-------- Dataset extract --------

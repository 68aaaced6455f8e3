//! Configuration file support.
//!
//! # Configuration File Format
//!
//! ```toml
//! [search]
//! search_count = 10
//! batch_count = 3
//! find_other_ids = false
//!
//! [output]
//! bibtex_out = false
//! keep_bibitems = false
//! gen_bibitems = false
//! html = false
//!
//! [batch]
//! separator = "bibitem"   # or "empty", "newline"
//! workers = 4
//!
//! [http]
//! timeout_seconds = 30
//! user_agent = "mathcite/0.1.0"
//!
//! [endpoints]
//! mathscinet = "https://mathscinet.ams.org/mathscinet/search/publications.html"
//! mref = "https://mathscinet.ams.org/mathscinet-mref"
//! zbmath = "https://zbmath.org/"
//! zbmath_bib = "https://zbmath.org"
//! arxiv = "https://front.math.ucdavis.edu/search"
//! ```

use std::path::Path;

use super::Config;

/// Configuration file errors
#[derive(Debug, thiserror::Error)]
pub enum ConfigFileError {
    #[error("IO error: {0}")]
    Io(String),

    #[error("Serialize error: {0}")]
    Serialize(String),
}

/// The default configuration as TOML
pub fn default_toml() -> Result<String, ConfigFileError> {
    toml::to_string_pretty(&Config::default()).map_err(|e| ConfigFileError::Serialize(e.to_string()))
}

/// Write a configuration to a TOML file, creating parent directories
pub fn save_config(config: &Config, path: &Path) -> Result<(), ConfigFileError> {
    let content =
        toml::to_string_pretty(config).map_err(|e| ConfigFileError::Serialize(e.to_string()))?;

    if let Some(parent) = path.parent().filter(|p| !p.as_os_str().is_empty()) {
        std::fs::create_dir_all(parent).map_err(|e| ConfigFileError::Io(e.to_string()))?;
    }
    std::fs::write(path, content).map_err(|e| ConfigFileError::Io(e.to_string()))
}

#[cfg(test)]
mod tests {
    use super::*;
    use crate::batch::Separator;
    use crate::config::load_config;
    use tempfile::tempdir;

    #[test]
    fn test_default_toml_sections() {
        let text = default_toml().unwrap();
        for section in ["[search]", "[output]", "[batch]", "[http]", "[endpoints]"] {
            assert!(text.contains(section), "missing {}", section);
        }
        assert!(text.contains("separator = \"bibitem\""));
        assert!(!text.contains("kind"));
    }

    #[test]
    fn test_save_load() {
        let dir = tempdir().unwrap();
        let path = dir.path().join("nested").join("config.toml");

        let mut config = Config::default();
        config.search.search_count = 7;
        config.batch.separator = Separator::Newline;
        config.output.html = true;

        save_config(&config, &path).unwrap();

        let loaded = load_config(Some(&path)).unwrap();
        assert_eq!(loaded, config);
    }
}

--------

§ **Your assignment**:
How many lines of the data above include the word "contains"? Only that number should be returned.

§ **Expected answer**:
3